Data for the task:
▬▬▬

impl TransactionRepository {
    /// Creates a new transaction repository.
    #[must_use]
    pub const fn new(db: DatabaseConnection) -> Self {
        Self { db }
    }

    /// Records a transaction and applies its balance and budget effects.
    pub async fn create(
        &self,
        user_id: Uuid,
        input: TransactionInput,
    ) -> Result<transactions::Model, TransactionError> {
        let txn = self.db.begin().await?;

        ensure_account(&txn, user_id, input.account_id).await?;
        ensure_category(&txn, user_id, input.category_id).await?;

        let now = Utc::now().into();
        let transaction = transactions::ActiveModel {
            id: Set(Uuid::new_v4()),
            user_id: Set(user_id),
            account_id: Set(input.account_id),
            category_id: Set(input.category_id),
            transaction_type: Set(input.transaction_type),
            amount: Set(input.amount),
            description: Set(input.description),
            occurred_at: Set(now),
            updated_at: Set(now),
        }
        .insert(&txn)
        .await?;

        let effect = effect_of(&txn, &transaction).await?;
        apply(&txn, effect).await?;

        txn.commit().await?;

        info!(
            transaction_id = %transaction.id,
            account_id = %transaction.account_id,
            amount = %transaction.amount,
            "Transaction recorded"
        );
        Ok(transaction)
    }

    /// Gets one of the user's transactions.
    pub async fn get(
        &self,
        user_id: Uuid,
        id: Uuid,
    ) -> Result<transactions::Model, TransactionError> {
        transactions::Entity::find_by_id(id)
            .filter(transactions::Column::UserId.eq(user_id))
            .one(&self.db)
            .await?
            .ok_or(TransactionError::NotFound(id))
    }

    /// Lists the user's transactions, newest first.
    pub async fn list(
        &self,
        user_id: Uuid,
        filter: TransactionFilter,
        page: &PageRequest,
    ) -> Result<(Vec<transactions::Model>, u64), TransactionError> {
        let mut query =
            transactions::Entity::find().filter(transactions::Column::UserId.eq(user_id));

        if let Some(kind) = filter.transaction_type {
            query = query.filter(transactions::Column::TransactionType.eq(kind));
        }
        if let Some(account_id) = filter.account_id {
            query = query.filter(transactions::Column::AccountId.eq(account_id));
        }
        if let Some(category_id) = filter.category_id {
            query = query.filter(transactions::Column::CategoryId.eq(category_id));
        }

        Ok(fetch_page(&self.db, query, page).await?)
    }

    /// Lists every transaction (admin), newest first.
    pub async fn list_all(
        &self,
        filter: AdminTransactionFilter,
        page: &PageRequest,
    ) -> Result<(Vec<transactions::Model>, u64), TransactionError> {
        let mut query = transactions::Entity::find();

        if let Some(kind) = filter.transaction_type {
            query = query.filter(transactions::Column::TransactionType.eq(kind));
        }
        if let Some(range) = filter.amount_range {
            let (lower, upper) = range.bounds();
            if let Some(lower) = lower {
                query = query.filter(transactions::Column::Amount.gt(lower));
            }
            if let Some(upper) = upper {
                query = query.filter(transactions::Column::Amount.lte(upper));
            }
        }
        if let Some(from) = filter.occurred_from {
            let since = from.and_time(NaiveTime::MIN).and_utc();
            query = query.filter(transactions::Column::OccurredAt.gte(since));
        }

        Ok(fetch_page(&self.db, query, page).await?)
    }

    /// Replaces a transaction, reverting its old effect and applying the new one.
    pub async fn update(
        &self,
        user_id: Uuid,
        id: Uuid,
        input: TransactionInput,
    ) -> Result<transactions::Model, TransactionError> {
        let txn = self.db.begin().await?;

        let existing = transactions::Entity::find_by_id(id)
            .filter(transactions::Column::UserId.eq(user_id))
            .one(&txn)
            .await?
            .ok_or(TransactionError::NotFound(id))?;

        if existing.account_id != input.account_id {
            ensure_account(&txn, user_id, input.account_id).await?;
        }
        if existing.category_id != input.category_id {
            ensure_category(&txn, user_id, input.category_id).await?;
        }

        let old_effect = effect_of(&txn, &existing).await?;
        apply(&txn, old_effect.reversed()).await?;

        let mut active: transactions::ActiveModel = existing.into();
        active.account_id = Set(input.account_id);
        active.category_id = Set(input.category_id);
        active.transaction_type = Set(input.transaction_type);
        active.amount = Set(input.amount);
        active.description = Set(input.description);
        active.updated_at = Set(Utc::now().into());
        let updated = active.update(&txn).await?;

        let new_effect = effect_of(&txn, &updated).await?;
        apply(&txn, new_effect).await?;

        txn.commit().await?;
        Ok(updated)
    }

    /// Deletes a transaction and reverts its effect.
    pub async fn delete(&self, user_id: Uuid, id: Uuid) -> Result<(), TransactionError> {
        let txn = self.db.begin().await?;

        let existing = transactions::Entity::find_by_id(id)
            .filter(transactions::Column::UserId.eq(user_id))
            .one(&txn)
            .await?
            .ok_or(TransactionError::NotFound(id))?;

        let effect = effect_of(&txn, &existing).await?;
        apply(&txn, effect.reversed()).await?;

        transactions::Entity::delete_by_id(id).exec(&txn).await?;

        txn.commit().await?;
        info!(transaction_id = %id, "Transaction deleted");
        Ok(())
    }

    /// Retypes transactions (admin); returns how many were selected.
    ///
    /// Rows already of `kind` are left untouched but still counted.
    pub async fn set_type(&self, ids: &[Uuid], kind: TransactionType) -> Result<u64, TransactionError> {
        let txn = self.db.begin().await?;

        let found = transactions::Entity::find()
            .filter(transactions::Column::Id.is_in(ids.iter().copied()))
            .all(&txn)
            .await?;
        let selected = found.len() as u64;

        for existing in found.into_iter().filter(|t| t.transaction_type != kind) {
            let old_effect = effect_of(&txn, &existing).await?;
            apply(&txn, old_effect.reversed()).await?;

            let mut active: transactions::ActiveModel = existing.into();
            active.transaction_type = Set(kind);
            active.updated_at = Set(Utc::now().into());
            let updated = active.update(&txn).await?;

            let new_effect = effect_of(&txn, &updated).await?;
            apply(&txn, new_effect).await?;
        }

        txn.commit().await?;
        Ok(selected)
    }

    /// `(type, amount)` of every transaction the user owns.
    pub async fn entries_for_user(
        &self,
        user_id: Uuid,
    ) -> Result<Vec<(CoreTransactionType, Decimal)>, TransactionError> {
        let rows = transactions::Entity::find()
            .filter(transactions::Column::UserId.eq(user_id))
            .all(&self.db)
            .await?;

        Ok(rows
            .into_iter()
            .map(|t| (CoreTransactionType::from(t.transaction_type), t.amount))
            .collect())
    }

    /// `(type, amount)` of every transaction on an account (admin).
    pub async fn entries_for_account(
        &self,
        account_id: Uuid,
    ) -> Result<Vec<(CoreTransactionType, Decimal)>, TransactionError> {
        let rows = transactions::Entity::find()
            .filter(transactions::Column::AccountId.eq(account_id))
            .all(&self.db)
            .await?;

        Ok(rows
            .into_iter()
            .map(|t| (CoreTransactionType::from(t.transaction_type), t.amount))
            .collect())
    }

    /// Totals over the selected transactions (admin).
    pub async fn summary(&self, ids: &[Uuid]) -> Result<TransactionSummary, TransactionError> {
        let rows = transactions::Entity::find()
            .filter(transactions::Column::Id.is_in(ids.iter().copied()))
            .all(&self.db)
            .await?;

        Ok(TransactionSummary::from_entries(
            rows.into_iter()
                .map(|t| (CoreTransactionType::from(t.transaction_type), t.amount)),
        ))
    }
}
//! Field rules for accounts and categories.

use rust_decimal::Decimal;
use thiserror::Error;

use crate::budget::service::fits_money_scale;

/// Maximum length of account and category names.
pub const MAX_NAME_LEN: usize = 100;

/// Exclusive bound of a `NUMERIC(15,2)` balance.
pub const BALANCE_LIMIT: Decimal = Decimal::from_parts(1_316_134_912, 2_328, 0, false, 0);

/// Account/category validation errors.
#[derive(Debug, Error, PartialEq, Eq)]
pub enum ValidationError {
    /// Name is blank.
    #[error("Name cannot be empty")]
    EmptyName,

    /// Name exceeds the column width.
    #[error("Name cannot exceed {max} characters")]
    NameTooLong {
        /// Maximum allowed length.
        max: usize,
    },

    /// Balance does not fit the column.
    #[error("Balance is out of range")]
    BalanceOutOfRange,

    /// Balance has more than two decimal places.
    #[error("Ensure that there are no more than 2 decimal places")]
    TooManyDecimalPlaces,
}

/// Checks a display name.
pub fn validate_name(name: &str) -> Result<(), ValidationError> {
    let name = name.trim();
    if name.is_empty() {
        return Err(ValidationError::EmptyName);
    }
    if name.chars().count() > MAX_NAME_LEN {
        return Err(ValidationError::NameTooLong { max: MAX_NAME_LEN });
    }
    Ok(())
}

/// Checks an account's name and balance. Negative balances are allowed.
pub fn validate_account(name: &str, balance: Decimal) -> Result<(), ValidationError> {
    validate_name(name)?;
    if balance.abs() >= BALANCE_LIMIT {
        return Err(ValidationError::BalanceOutOfRange);
    }
    if !fits_money_scale(balance) {
        return Err(ValidationError::TooManyDecimalPlaces);
    }
    Ok(())
}

#[cfg(test)]
mod tests {
    use super::*;
    use rust_decimal_macros::dec;

    #[test]
    fn test_balance_limit_is_ten_trillion() {
        assert_eq!(BALANCE_LIMIT, dec!(10000000000000));
    }

    #[test]
    fn test_validate_name() {
        assert_eq!(validate_name("Checking"), Ok(()));
        assert_eq!(validate_name("   "), Err(ValidationError::EmptyName));
        assert_eq!(
            validate_name(&"n".repeat(101)),
            Err(ValidationError::NameTooLong { max: 100 })
        );
    }

    #[test]
    fn test_validate_account() {
        assert_eq!(validate_account("Checking", dec!(-250.00)), Ok(()));
        assert_eq!(validate_account("Checking", dec!(9999999999999.99)), Ok(()));
        assert_eq!(
            validate_account("Checking", dec!(10000000000000)),
            Err(ValidationError::BalanceOutOfRange)
        );
        assert_eq!(
            validate_account("", dec!(0)),
            Err(ValidationError::EmptyName)
        );
        assert_eq!(
            validate_account("Checking", dec!(10.125)),
            Err(ValidationError::TooManyDecimalPlaces)
        );
    }
}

▬▬▬

To do:
Set down, from the entries above, exactly the lines from the one with "use thiserror::Error;" up to and including the one with "if name.chars().count() >", and no other lines.

Your solution:
use thiserror::Error;

use crate::budget::service::fits_money_scale;

/// Maximum length of account and category names.
pub const MAX_NAME_LEN: usize = 100;

/// Exclusive bound of a `NUMERIC(15,2)` balance.
pub const BALANCE_LIMIT: Decimal = Decimal::from_parts(1_316_134_912, 2_328, 0, false, 0);

/// Account/category validation errors.
#[derive(Debug, Error, PartialEq, Eq)]
pub enum ValidationError {
    /// Name is blank.
    #[error("Name cannot be empty")]
    EmptyName,

    /// Name exceeds the column width.
    #[error("Name cannot exceed {max} characters")]
    NameTooLong {
        /// Maximum allowed length.
        max: usize,
    },

    /// Balance does not fit the column.
    #[error("Balance is out of range")]
    BalanceOutOfRange,

    /// Balance has more than two decimal places.
    #[error("Ensure that there are no more than 2 decimal places")]
    TooManyDecimalPlaces,
}

/// Checks a display name.
pub fn validate_name(name: &str) -> Result<(), ValidationError> {
    let name = name.trim();
    if name.is_empty() {
        return Err(ValidationError::EmptyName);
    }
    if name.chars().count() > MAX_NAME_LEN {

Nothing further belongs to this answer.